*** Opening Material for this task ***

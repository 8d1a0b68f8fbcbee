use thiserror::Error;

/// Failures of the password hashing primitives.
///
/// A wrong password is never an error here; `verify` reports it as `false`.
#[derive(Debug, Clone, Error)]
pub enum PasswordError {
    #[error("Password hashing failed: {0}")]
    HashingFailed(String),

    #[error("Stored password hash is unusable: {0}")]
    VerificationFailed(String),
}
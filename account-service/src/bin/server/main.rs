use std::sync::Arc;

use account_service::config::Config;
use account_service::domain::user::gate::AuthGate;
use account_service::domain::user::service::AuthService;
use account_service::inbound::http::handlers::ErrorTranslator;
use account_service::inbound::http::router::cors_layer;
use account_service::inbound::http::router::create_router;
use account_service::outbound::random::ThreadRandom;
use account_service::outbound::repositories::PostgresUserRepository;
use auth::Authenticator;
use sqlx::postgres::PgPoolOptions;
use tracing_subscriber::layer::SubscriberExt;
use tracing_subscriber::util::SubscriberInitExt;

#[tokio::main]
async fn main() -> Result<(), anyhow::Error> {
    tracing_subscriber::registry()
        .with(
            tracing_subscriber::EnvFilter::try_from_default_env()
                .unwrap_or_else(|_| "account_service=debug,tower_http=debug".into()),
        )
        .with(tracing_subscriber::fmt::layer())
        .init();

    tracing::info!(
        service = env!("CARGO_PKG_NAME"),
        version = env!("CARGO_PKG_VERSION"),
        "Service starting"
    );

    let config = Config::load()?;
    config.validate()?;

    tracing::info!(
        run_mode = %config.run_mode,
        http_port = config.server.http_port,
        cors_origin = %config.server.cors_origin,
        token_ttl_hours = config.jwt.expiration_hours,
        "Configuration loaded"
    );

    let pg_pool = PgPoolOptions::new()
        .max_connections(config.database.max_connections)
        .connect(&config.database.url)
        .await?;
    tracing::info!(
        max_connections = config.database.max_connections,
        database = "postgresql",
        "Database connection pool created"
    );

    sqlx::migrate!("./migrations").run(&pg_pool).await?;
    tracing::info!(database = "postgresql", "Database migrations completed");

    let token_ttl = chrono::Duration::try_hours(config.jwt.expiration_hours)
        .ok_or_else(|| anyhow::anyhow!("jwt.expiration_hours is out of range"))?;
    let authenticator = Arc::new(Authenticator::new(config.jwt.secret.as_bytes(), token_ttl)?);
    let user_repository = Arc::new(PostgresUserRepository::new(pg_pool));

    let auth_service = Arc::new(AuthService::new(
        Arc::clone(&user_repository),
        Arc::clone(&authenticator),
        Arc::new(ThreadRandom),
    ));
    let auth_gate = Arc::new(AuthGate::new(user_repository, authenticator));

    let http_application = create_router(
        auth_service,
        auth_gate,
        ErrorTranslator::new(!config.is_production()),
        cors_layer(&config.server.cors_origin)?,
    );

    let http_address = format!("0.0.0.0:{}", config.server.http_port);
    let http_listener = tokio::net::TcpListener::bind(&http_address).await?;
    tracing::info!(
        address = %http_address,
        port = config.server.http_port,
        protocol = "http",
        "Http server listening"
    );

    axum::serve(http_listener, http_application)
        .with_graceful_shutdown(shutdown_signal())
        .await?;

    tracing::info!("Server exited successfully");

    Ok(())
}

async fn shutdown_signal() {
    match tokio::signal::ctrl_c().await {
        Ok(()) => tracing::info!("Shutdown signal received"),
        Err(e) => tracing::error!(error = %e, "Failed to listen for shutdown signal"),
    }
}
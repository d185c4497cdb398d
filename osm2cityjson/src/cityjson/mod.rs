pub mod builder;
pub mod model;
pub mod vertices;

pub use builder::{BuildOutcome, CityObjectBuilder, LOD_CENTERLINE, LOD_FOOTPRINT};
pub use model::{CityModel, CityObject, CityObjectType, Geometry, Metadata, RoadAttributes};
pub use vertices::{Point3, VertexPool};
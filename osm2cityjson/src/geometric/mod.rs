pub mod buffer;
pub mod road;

*** Closing Material for this task ***
*** Opening Material for this task ***

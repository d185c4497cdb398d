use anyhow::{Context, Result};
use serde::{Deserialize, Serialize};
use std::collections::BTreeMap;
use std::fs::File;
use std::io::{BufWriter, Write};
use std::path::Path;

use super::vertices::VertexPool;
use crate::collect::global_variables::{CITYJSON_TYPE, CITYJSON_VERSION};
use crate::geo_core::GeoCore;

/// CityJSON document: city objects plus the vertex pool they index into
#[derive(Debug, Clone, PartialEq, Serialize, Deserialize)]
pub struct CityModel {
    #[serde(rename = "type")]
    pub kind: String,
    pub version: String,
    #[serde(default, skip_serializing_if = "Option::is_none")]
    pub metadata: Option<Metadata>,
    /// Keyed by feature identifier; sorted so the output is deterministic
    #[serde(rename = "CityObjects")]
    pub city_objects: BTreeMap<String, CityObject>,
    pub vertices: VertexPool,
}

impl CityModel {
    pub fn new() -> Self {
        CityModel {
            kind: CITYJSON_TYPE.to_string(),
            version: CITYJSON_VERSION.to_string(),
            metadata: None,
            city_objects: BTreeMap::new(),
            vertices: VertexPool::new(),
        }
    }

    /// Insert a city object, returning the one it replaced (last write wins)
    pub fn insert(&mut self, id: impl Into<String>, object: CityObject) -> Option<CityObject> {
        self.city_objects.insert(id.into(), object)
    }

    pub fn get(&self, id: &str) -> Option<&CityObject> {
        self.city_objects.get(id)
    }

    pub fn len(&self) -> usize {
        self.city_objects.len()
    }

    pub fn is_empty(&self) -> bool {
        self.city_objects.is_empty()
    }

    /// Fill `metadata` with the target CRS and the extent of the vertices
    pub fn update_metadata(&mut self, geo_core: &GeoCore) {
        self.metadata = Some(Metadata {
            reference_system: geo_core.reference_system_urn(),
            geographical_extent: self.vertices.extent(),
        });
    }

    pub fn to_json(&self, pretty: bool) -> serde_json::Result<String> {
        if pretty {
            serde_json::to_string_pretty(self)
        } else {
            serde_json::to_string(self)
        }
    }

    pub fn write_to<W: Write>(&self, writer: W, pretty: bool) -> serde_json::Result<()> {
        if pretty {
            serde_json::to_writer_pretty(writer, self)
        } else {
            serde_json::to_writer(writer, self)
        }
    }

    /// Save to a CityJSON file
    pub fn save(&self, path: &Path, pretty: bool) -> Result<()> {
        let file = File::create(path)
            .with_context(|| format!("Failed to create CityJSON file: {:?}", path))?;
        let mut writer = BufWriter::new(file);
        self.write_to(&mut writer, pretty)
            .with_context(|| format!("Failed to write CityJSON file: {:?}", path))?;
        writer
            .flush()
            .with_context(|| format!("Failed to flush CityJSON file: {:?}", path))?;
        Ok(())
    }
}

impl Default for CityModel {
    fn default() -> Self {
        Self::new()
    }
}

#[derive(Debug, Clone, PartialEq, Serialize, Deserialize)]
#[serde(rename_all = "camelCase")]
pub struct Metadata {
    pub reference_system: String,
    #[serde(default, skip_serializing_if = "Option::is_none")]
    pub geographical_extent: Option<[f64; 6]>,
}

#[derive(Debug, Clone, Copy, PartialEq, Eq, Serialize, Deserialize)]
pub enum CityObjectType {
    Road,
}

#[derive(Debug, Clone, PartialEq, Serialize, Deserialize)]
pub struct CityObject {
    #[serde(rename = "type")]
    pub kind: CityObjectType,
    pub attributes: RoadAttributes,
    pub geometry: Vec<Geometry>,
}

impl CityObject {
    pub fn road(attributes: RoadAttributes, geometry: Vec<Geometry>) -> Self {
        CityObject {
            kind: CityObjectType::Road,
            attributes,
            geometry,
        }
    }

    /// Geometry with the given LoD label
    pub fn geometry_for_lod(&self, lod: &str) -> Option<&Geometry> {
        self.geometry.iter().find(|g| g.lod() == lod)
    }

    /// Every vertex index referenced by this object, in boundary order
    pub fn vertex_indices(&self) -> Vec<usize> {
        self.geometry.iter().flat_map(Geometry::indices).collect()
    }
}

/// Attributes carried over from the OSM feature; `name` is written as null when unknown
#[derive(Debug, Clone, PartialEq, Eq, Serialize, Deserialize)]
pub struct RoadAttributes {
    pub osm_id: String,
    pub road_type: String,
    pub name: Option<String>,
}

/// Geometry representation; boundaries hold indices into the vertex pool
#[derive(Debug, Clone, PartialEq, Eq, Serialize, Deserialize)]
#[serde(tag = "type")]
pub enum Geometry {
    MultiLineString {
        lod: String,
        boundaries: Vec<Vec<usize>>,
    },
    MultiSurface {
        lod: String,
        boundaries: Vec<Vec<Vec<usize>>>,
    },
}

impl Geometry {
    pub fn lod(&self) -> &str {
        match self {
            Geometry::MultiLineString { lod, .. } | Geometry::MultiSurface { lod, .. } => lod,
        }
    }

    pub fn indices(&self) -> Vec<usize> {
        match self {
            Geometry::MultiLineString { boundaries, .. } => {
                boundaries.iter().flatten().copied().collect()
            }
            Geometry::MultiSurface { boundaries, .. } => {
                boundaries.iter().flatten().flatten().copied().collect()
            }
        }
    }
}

*** Closing Material for this task ***
*** Opening Material for this task ***

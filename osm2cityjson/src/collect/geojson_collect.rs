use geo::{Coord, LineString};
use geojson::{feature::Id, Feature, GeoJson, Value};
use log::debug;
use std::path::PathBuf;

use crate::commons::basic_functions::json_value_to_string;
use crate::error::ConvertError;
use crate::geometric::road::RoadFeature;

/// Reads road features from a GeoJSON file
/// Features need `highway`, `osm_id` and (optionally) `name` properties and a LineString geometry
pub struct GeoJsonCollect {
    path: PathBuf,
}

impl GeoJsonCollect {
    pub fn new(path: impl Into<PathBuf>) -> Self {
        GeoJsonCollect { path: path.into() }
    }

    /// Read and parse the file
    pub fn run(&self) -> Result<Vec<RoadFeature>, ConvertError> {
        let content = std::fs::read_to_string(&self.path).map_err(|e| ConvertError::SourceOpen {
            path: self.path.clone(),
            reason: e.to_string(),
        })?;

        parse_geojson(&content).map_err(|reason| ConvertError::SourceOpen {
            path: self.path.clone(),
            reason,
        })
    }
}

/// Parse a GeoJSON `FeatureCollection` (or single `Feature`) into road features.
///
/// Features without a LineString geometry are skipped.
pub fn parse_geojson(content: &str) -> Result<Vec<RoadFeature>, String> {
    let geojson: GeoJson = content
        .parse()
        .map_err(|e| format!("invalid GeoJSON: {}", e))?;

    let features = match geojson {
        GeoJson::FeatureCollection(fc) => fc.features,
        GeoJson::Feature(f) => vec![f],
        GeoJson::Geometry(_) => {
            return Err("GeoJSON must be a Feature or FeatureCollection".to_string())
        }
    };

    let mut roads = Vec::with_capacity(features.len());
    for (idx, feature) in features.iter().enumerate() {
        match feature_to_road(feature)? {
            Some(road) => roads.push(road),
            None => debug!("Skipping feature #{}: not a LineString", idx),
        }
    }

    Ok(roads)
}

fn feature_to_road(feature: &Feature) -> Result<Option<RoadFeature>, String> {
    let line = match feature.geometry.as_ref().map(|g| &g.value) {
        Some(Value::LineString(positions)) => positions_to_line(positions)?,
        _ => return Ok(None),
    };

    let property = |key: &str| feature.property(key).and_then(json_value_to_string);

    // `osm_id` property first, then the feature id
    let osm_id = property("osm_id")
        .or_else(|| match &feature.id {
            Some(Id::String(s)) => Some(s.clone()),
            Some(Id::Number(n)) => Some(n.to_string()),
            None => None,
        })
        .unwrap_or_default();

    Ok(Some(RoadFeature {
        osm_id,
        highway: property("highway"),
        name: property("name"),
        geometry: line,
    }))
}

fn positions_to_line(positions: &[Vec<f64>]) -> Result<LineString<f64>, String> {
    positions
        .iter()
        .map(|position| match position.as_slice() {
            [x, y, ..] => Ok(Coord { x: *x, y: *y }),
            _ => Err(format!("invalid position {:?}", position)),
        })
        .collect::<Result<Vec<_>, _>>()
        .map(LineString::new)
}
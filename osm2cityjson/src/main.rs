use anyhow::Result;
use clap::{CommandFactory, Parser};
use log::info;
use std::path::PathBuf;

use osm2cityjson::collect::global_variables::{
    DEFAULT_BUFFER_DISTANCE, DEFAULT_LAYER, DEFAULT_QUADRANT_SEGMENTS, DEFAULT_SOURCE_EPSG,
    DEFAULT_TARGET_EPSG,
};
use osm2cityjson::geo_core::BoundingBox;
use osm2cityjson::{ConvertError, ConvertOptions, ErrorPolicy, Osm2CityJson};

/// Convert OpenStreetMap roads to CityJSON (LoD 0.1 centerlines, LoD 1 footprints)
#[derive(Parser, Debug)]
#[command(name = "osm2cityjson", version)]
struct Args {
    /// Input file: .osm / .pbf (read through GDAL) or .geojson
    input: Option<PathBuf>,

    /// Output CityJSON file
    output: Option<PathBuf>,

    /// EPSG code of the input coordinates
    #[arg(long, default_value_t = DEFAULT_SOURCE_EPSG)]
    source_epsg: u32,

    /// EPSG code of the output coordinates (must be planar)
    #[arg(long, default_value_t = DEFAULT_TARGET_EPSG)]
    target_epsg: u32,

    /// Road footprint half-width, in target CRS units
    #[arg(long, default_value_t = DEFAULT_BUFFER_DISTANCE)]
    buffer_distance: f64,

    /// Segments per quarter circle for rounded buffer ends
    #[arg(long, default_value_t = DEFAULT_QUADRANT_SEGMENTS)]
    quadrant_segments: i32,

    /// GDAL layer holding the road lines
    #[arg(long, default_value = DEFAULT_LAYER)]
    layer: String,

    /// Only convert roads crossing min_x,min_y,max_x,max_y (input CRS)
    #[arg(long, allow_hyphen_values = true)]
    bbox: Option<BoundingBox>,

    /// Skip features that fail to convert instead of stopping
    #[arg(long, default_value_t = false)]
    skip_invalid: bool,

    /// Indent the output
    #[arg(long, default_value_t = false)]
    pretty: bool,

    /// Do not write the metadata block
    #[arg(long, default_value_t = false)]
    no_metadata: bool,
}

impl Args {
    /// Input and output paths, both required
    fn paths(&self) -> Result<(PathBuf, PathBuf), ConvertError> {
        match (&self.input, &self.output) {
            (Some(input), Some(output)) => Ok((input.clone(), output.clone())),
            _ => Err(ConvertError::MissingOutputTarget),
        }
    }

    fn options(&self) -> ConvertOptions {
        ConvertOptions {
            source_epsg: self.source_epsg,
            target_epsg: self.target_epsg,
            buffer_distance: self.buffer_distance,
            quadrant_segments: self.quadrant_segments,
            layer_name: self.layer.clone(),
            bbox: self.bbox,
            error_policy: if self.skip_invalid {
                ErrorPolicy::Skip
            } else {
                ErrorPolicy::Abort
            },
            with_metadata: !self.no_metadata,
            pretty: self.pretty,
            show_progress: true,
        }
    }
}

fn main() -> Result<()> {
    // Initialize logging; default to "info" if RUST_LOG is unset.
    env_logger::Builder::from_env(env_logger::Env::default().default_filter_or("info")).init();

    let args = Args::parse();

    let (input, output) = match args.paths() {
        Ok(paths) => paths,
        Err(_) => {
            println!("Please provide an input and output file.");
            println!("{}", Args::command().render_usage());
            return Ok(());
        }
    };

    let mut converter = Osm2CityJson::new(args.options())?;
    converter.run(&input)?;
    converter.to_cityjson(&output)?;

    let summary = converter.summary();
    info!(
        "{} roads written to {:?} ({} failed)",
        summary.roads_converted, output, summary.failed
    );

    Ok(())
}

*** Closing Material for this task ***

◆ Problem statement:
Beginning with the line containing "use std::fs::File;" and ending with the line containing "pub fn is_empty(&self)", extract those lines exactly from the listing above, and only those.

◆ Exercise solution:
use std::fs::File;
use std::io::{BufWriter, Write};
use std::path::Path;

use super::vertices::VertexPool;
use crate::collect::global_variables::{CITYJSON_TYPE, CITYJSON_VERSION};
use crate::geo_core::GeoCore;

/// CityJSON document: city objects plus the vertex pool they index into
#[derive(Debug, Clone, PartialEq, Serialize, Deserialize)]
pub struct CityModel {
    #[serde(rename = "type")]
    pub kind: String,
    pub version: String,
    #[serde(default, skip_serializing_if = "Option::is_none")]
    pub metadata: Option<Metadata>,
    /// Keyed by feature identifier; sorted so the output is deterministic
    #[serde(rename = "CityObjects")]
    pub city_objects: BTreeMap<String, CityObject>,
    pub vertices: VertexPool,
}

impl CityModel {
    pub fn new() -> Self {
        CityModel {
            kind: CITYJSON_TYPE.to_string(),
            version: CITYJSON_VERSION.to_string(),
            metadata: None,
            city_objects: BTreeMap::new(),
            vertices: VertexPool::new(),
        }
    }

    /// Insert a city object, returning the one it replaced (last write wins)
    pub fn insert(&mut self, id: impl Into<String>, object: CityObject) -> Option<CityObject> {
        self.city_objects.insert(id.into(), object)
    }

    pub fn get(&self, id: &str) -> Option<&CityObject> {
        self.city_objects.get(id)
    }

    pub fn len(&self) -> usize {
        self.city_objects.len()
    }

    pub fn is_empty(&self) -> bool {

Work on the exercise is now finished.